Gov. Josh Green on Monday made good on his pledge to help the people of Maui recover from the Aug. 8 wildfires while sticking to his earlier promises to help financially struggling families across the state through tax breaks, creating more housing and easing homelessness in the first budget proposal of his year-old administration.
Green’s so-called supplemental budget was delivered to legislators ahead of the upcoming legislative session, which is scheduled to begin Jan. 17.
Ever since the devastating wildfires, lawmakers have expected their next session to be dominated by bills and money to help Maui’s recovery.
“Recovery efforts for the 2023 wildfires are our highest priority as the health and welfare of Maui’s people must be at the forefront as they heal from the devastation,” according to the budget request. “This will require a great deal of the state’s resources, for which we have set-aside half a billion dollars for the state’s share of the costs.”
Green’s budget also seeks to reduce the risk of future wildfire disasters through 20 additional staff for the state’s Hawaii Emergency Management Agency, firefighting equipment, $16 million for helicopters to fly patients from rural communities, new roads statewide for escape routes and a new position of fire marshal.
But Green also wants more money for public school security and to feed students and increase the number of health care workers by paying off student loans, especially for mental health specialists who are needed even more to help fire survivors.
“For a long time we’ve come up short in delivering mental health care,” Green said. “We are a human services administration.”
Paying off debt for health care workers with Hawaii ties would help increase staffing in rural communities and the neighbor islands.
The program has begun accepting applications, and Green — who started his Hawaii medical career in Kau on Hawaii island — called the plan “a game-changer.”
Green also wants tourists to pay to help the islands respond to climate change and its impact on the environment, perhaps by increasing the hotel room tax.
“A lot of your appropriations are going to be environmental,” he said.
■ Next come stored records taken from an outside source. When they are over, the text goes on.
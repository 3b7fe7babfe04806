//! Structured `pyproject.toml` merging

use crate::environment::{normalize_name, requirement_name, InstallResult};
use crate::error::ManifestError;
use std::collections::BTreeMap;
use toml::{Table, Value};

/// Where a dependencies declaration may live, in lookup order
const DEPENDENCY_PATHS: &[&[&str]] = &[
    &["project", "dependencies"],
    &["tool", "poetry", "dependencies"],
    &["dependencies"],
];

/// Merge succeeded results into the document's dependencies declaration.
///
/// Supports a PEP 621 array of requirement strings and a Poetry-style table
/// of `name = "version"`. An entry for the same package (compared by
/// normalized name) is overwritten in place, new packages are appended in
/// name order. A document without a declaration is a
/// [`ManifestError::Shape`], even when there is nothing to merge.
pub fn write_manifest_toml(
    results: &[InstallResult],
    existing: &str,
) -> Result<String, ManifestError> {
    let mut doc: Table = toml::from_str(existing)?;

    let path = DEPENDENCY_PATHS
        .iter()
        .copied()
        .find(|path| lookup(&doc, path).is_some())
        .ok_or_else(|| {
            ManifestError::Shape(
                "no [project] dependencies array or dependencies table".to_string(),
            )
        })?;
    let dotted = path.join(".");

    let pins: BTreeMap<String, (&str, &str)> = results
        .iter()
        .filter_map(|r| {
            let version = r.resolved_version()?;
            Some((r.spec().normalized_name(), (r.spec().name.as_str(), version)))
        })
        .collect();

    let deps = lookup_mut(&mut doc, path)
        .ok_or_else(|| ManifestError::Shape(format!("`{}` disappeared", dotted)))?;

    match deps {
        Value::Array(items) => merge_array(items, &pins, &dotted)?,
        Value::Table(table) => merge_table(table, &pins),
        _ => {
            return Err(ManifestError::Shape(format!(
                "`{}` must be an array of strings or a table",
                dotted
            )))
        }
    }

    if pins.is_empty() {
        return Ok(existing.to_string());
    }
    Ok(toml::to_string_pretty(&doc)?)
}

fn merge_array(
    items: &mut Vec<Value>,
    pins: &BTreeMap<String, (&str, &str)>,
    dotted: &str,
) -> Result<(), ManifestError> {
    let mut seen = Vec::new();
    for item in items.iter_mut() {
        let Value::String(line) = item else {
            return Err(ManifestError::Shape(format!(
                "`{}` must only contain strings",
                dotted
            )));
        };
        let Some(key) = requirement_name(line).map(normalize_name) else {
            continue;
        };
        if let Some((name, version)) = pins.get(&key) {
            *line = format!("{}=={}", name, version);
            seen.push(key);
        }
    }

    for (key, (name, version)) in pins {
        if !seen.contains(key) {
            items.push(Value::String(format!("{}=={}", name, version)));
        }
    }
    Ok(())
}

fn merge_table(table: &mut Table, pins: &BTreeMap<String, (&str, &str)>) {
    for (key, (name, version)) in pins {
        let stale: Vec<String> = table
            .keys()
            .filter(|k| normalize_name(k) == *key && k.as_str() != *name)
            .cloned()
            .collect();
        for k in stale {
            table.remove(&k);
        }
        table.insert(name.to_string(), Value::String(version.to_string()));
    }
}

fn lookup<'a>(doc: &'a Table, path: &[&str]) -> Option<&'a Value> {
    let (last, parents) = path.split_last()?;
    let mut table = doc;
    for key in parents {
        table = table.get(*key)?.as_table()?;
    }
    table.get(*last)
}

fn lookup_mut<'a>(doc: &'a mut Table, path: &[&str]) -> Option<&'a mut Value> {
    let (last, parents) = path.split_last()?;
    let mut table = doc;
    for key in parents {
        table = table.get_mut(*key)?.as_table_mut()?;
    }
    table.get_mut(*last)
}
//! Persisted configuration
//!
//! The file on disk is a flat TOML table ([`RawConfig`]). Every field has a
//! default, so any subset of fields loads into a fully populated [`Config`].

pub mod paths;
pub mod store;

pub use store::ConfigStore;

use crate::environment::PackageSpec;
use crate::error::ConfigError;
use serde::{Deserialize, Serialize};
use std::path::{Path, PathBuf};

/// Name of the templates directory inside the config directory
pub const TEMPLATES_DIR_NAME: &str = "templates";

/// Typed, fully populated configuration.
#[derive(Debug, Clone, PartialEq)]
pub struct Config {
    /// Packages offered by default for every new project
    pub default_packages: Vec<PackageSpec>,
    /// Directory new projects are created in
    pub default_project_path: PathBuf,
    /// Render `setup.py` into new projects
    pub create_setup_file: bool,
    /// Render and update `pyproject.toml` in new projects
    pub create_manifest_toml: bool,
    /// Directory holding user template overrides
    pub templates_dir: PathBuf,
    /// Place `<name>_venv` inside the project instead of next to it
    pub venv_in_project: bool,
}

impl Config {
    /// The compiled-in defaults for a given config directory
    pub fn defaults(config_dir: &Path) -> Self {
        Self {
            default_packages: Vec::new(),
            default_project_path: paths::default_project_dir(),
            create_setup_file: false,
            create_manifest_toml: true,
            templates_dir: config_dir.join(TEMPLATES_DIR_NAME),
            venv_in_project: false,
        }
    }

    /// Build a typed config from the on-disk schema, filling gaps with defaults
    pub fn from_raw(raw: RawConfig, config_dir: &Path) -> Result<Self, ConfigError> {
        let defaults = Self::defaults(config_dir);

        let default_project_path = non_empty(raw.project_path)
            .map(PathBuf::from)
            .unwrap_or(defaults.default_project_path);

        // Relative template dirs are taken relative to the config dir
        let templates_dir = non_empty(raw.templates_dir)
            .map(|dir| config_dir.join(dir))
            .unwrap_or(defaults.templates_dir);

        Ok(Self {
            default_packages: PackageSpec::parse_list(&raw.packages)?,
            default_project_path,
            create_setup_file: raw.create_setup_file,
            create_manifest_toml: raw.create_manifest_toml,
            templates_dir,
            venv_in_project: raw.venv_in_project,
        })
    }

    /// The on-disk representation of this config
    pub fn to_raw(&self) -> RawConfig {
        RawConfig {
            packages: PackageSpec::join(&self.default_packages),
            project_path: Some(self.default_project_path.display().to_string()),
            create_setup_file: self.create_setup_file,
            create_manifest_toml: self.create_manifest_toml,
            templates_dir: Some(self.templates_dir.display().to_string()),
            venv_in_project: self.venv_in_project,
        }
    }

    /// Check the invariants the pipeline relies on
    pub fn validate(&self) -> Result<(), ConfigError> {
        if !self.default_project_path.is_absolute() {
            return Err(ConfigError::RelativePath {
                what: "project_path",
                path: self.default_project_path.clone(),
            });
        }
        if !self.templates_dir.is_absolute() {
            return Err(ConfigError::RelativePath {
                what: "templates_dir",
                path: self.templates_dir.clone(),
            });
        }
        Ok(())
    }
}

/// Configuration file schema (`config.toml`)
#[derive(Debug, Clone, PartialEq, Serialize, Deserialize)]
#[serde(default)]
pub struct RawConfig {
    /// Comma-delimited package specifiers, e.g. `pytest, black==24.1.0`
    pub packages: String,

    /// Absolute path new projects are created in
    #[serde(skip_serializing_if = "Option::is_none")]
    pub project_path: Option<String>,

    pub create_setup_file: bool,

    pub create_manifest_toml: bool,

    #[serde(skip_serializing_if = "Option::is_none")]
    pub templates_dir: Option<String>,

    pub venv_in_project: bool,
}

impl Default for RawConfig {
    fn default() -> Self {
        Self {
            packages: String::new(),
            project_path: None,
            create_setup_file: false,
            create_manifest_toml: true,
            templates_dir: None,
            venv_in_project: false,
        }
    }
}

fn non_empty(value: Option<String>) -> Option<String> {
    value.map(|v| v.trim().to_string()).filter(|v| !v.is_empty())
}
Increasing costs on tourists also will likely reduce the number of visitors, who set a new record of over 10 million just before COVID-19 all but shut down tourism starting in March 2020.
“It would curb the number of total travelers,” Green said.
He said he has “heard loud and clear” from residents who don’t want to see a return of 10 million visitors.
He said he’s open to a climate fee “from any source” but “mostly visitors.”
The state Department of Business, Economic Development and Tourism has forecast 9.6 million visitor arrivals for 2023.
Green wants owners of short-term vacation rentals on Maui to convert to long-term rentals for fire survivors, and the Maui County Council has approved eliminating their property taxes for up to 18 months.
Green previously proposed that tourists help pay for their impacts on the climate and environment through the hotel transient accommodations tax but said Monday that some sort of short-term rental payment also could be used because he likes the idea of higher property taxes on owners who refuse to commit to long-term rentals.
He hopes to convince owners of at least 3,000 short-term rentals on Maui to accommodate the 3,000 families still living in hotels more than four months after the fires.
Green would like to see short-term rental owners pay higher property taxes to offset the elimination of property taxes for those who convert to long-term rentals for fire survivors.
At the same time, Green sees providing financial incentives as the quickest way to both house Maui fire survivors and backfill the shortage of 50,000 homes across the islands.
Newer homes that were built with fire prevention in mind survived better on Maui, and Green’s budget proposal calls for $20 million for the state Department of Hawaiian Home Lands to build fire-resistant homes on DHHL land.
He calls the price of homes the biggest impediment to making life affordable in Hawaii while 42% of residents have jobs but cannot afford basics such as housing, child care and food.
Green’s budget would provide $38 million in tax credits for families with
dependent children and adults.
He also wants to cut Hawaii’s more than 8,000 homeless population in half in four years.
To help pay for his
plan, Green has converted
building projects to be paid for through general obligation bonds rather than cash, and imposed a 5% “hard” budget cut on state departments, along with a 5% cut on discretionary spending.
His budget leaves the state’s $1.5 billion rainy
day fund intact and leaves $827 million in reserve
for 2024 and more than $750 million for 2025.
The reserves and rainy day fund mean Hawaii will continue to enjoy favorable bond ratings and have money to prepare for the next disaster.
Citing the ongoing threats of wildfires, tsunamis, hurricanes and volcanic eruptions, Green said, “It’s difficult to predict what could come next.”